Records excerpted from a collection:
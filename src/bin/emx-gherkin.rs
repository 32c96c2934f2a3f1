//! emx-gherkin CLI
//!
//! Parses feature files and dry-runs them: with no step definitions
//! registered, every step is reported as undefined.

use std::path::PathBuf;
use std::process::ExitCode;

use anyhow::Context;
use clap::Parser;
use emx_gherkin::logging::{init_logging, LogLevel};
use emx_gherkin::{parse_feature, FeatureRunner, RunConfig};

#[derive(Parser, Debug)]
#[command(name = "emx-gherkin")]
#[command(author = "nzinfo <li.monan@gmail.com>")]
#[command(version)]
#[command(about = "Parse and dry-run Gherkin feature files")]
struct Cli {
    /// Directory or feature file
    #[arg(default_value = "features")]
    path: PathBuf,

    /// Only run files whose name contains this string
    #[arg(short = 'f', long)]
    filter: Option<String>,

    /// Descend into subdirectories
    #[arg(short, long)]
    recursive: bool,

    /// Verbose output: show the per-step trace
    #[arg(short, long)]
    verbose: bool,

    /// File extensions to match [default: .feature]
    #[arg(long = "ext", default_value = ".feature")]
    extensions: Vec<String>,

    /// Print scenarios and steps (outlines expanded) without running
    #[arg(long)]
    list: bool,

    /// Show number of scenarios without running
    #[arg(long)]
    count: bool,

    /// Log level (trace, debug, info, warn, error); overrides EMX_GHERKIN_LOG
    #[arg(long = "log-level")]
    log_level: Option<LogLevel>,
}

fn main() -> ExitCode {
    let cli = Cli::parse();

    let level = match cli.log_level {
        Some(level) => level,
        None => match LogLevel::from_env() {
            Ok(level) => level,
            Err(e) => {
                eprintln!("error: {}", e);
                return ExitCode::FAILURE;
            }
        },
    };
    init_logging(level);

    match run(cli) {
        Ok(code) => code,
        Err(e) => {
            eprintln!("error: {:#}", e);
            ExitCode::FAILURE
        }
    }
}

fn run(cli: Cli) -> anyhow::Result<ExitCode> {
    let config = RunConfig {
        dir: cli.path,
        filter: cli.filter,
        extensions: cli.extensions,
        recursive: cli.recursive,
        verbose: cli.verbose,
    };
    let mut runner = FeatureRunner::new(config);

    if cli.list || cli.count {
        let mut total = 0;
        for file in runner.discover()? {
            let text = std::fs::read_to_string(&file)
                .with_context(|| format!("failed to read {}", file.display()))?;
            let feature = parse_feature(&text)
                .map_err(|e| e.with_file(file.to_string_lossy()))?;
            total += feature.scenarios.len();
            if cli.list {
                print_feature(&file, &feature);
            }
        }
        if cli.count {
            println!("Found {} scenario(s)", total);
        }
        return Ok(ExitCode::SUCCESS);
    }

    let result = runner.run_all()?;

    for feature in &result.features {
        match feature.error {
            Some(ref err) => {
                println!("ERROR {}", feature.name);
                for line in err.lines() {
                    println!("      {}", line);
                }
            }
            None => println!("      {} - {}", feature.name, feature.report),
        }
        if cli.verbose {
            for line in feature.trace.lines() {
                println!("      {}", line);
            }
        }
    }

    println!();
    println!("{}", result.summary());

    if result.features.iter().any(|f| f.error.is_some()) {
        Ok(ExitCode::FAILURE)
    } else {
        Ok(ExitCode::SUCCESS)
    }
}

fn print_feature(file: &std::path::Path, feature: &emx_gherkin::Feature) {
    println!("{}", file.display());
    if let Some(ref label) = feature.label {
        println!("  Feature: {}", label);
    }
    if let Some(ref bg) = feature.background {
        println!("  {}", bg.heading);
        for step in &bg.steps {
            println!("    {}", step.orig);
        }
    }
    for scenario in &feature.scenarios {
        println!("  {}", scenario.heading);
        if let Some(ref example) = scenario.example {
            let cells: Vec<String> = example.iter().map(|(k, v)| format!("{}={}", k, v)).collect();
            println!("    ({})", cells.join(", "));
        }
        for step in &scenario.steps {
            println!("    {}", step.orig);
            for row in &step.table {
                let cells: Vec<&str> = row.values().map(|v| v.as_str()).collect();
                println!("      | {} |", cells.join(" | "));
            }
        }
    }
}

▸ Aim of the exercise:
Beginning at the line above with "use std::path::PathBuf;" and finishing at the line with "match [default: .feature]", return each line exactly and return nothing else.

▸ Written answer:
use std::path::PathBuf;
use std::process::ExitCode;

use anyhow::Context;
use clap::Parser;
use emx_gherkin::logging::{init_logging, LogLevel};
use emx_gherkin::{parse_feature, FeatureRunner, RunConfig};

#[derive(Parser, Debug)]
#[command(name = "emx-gherkin")]
#[command(author = "nzinfo <li.monan@gmail.com>")]
#[command(version)]
#[command(about = "Parse and dry-run Gherkin feature files")]
struct Cli {
    /// Directory or feature file
    #[arg(default_value = "features")]
    path: PathBuf,

    /// Only run files whose name contains this string
    #[arg(short = 'f', long)]
    filter: Option<String>,

    /// Descend into subdirectories
    #[arg(short, long)]
    recursive: bool,

    /// Verbose output: show the per-step trace
    #[arg(short, long)]
    verbose: bool,

    /// File extensions to match [default: .feature]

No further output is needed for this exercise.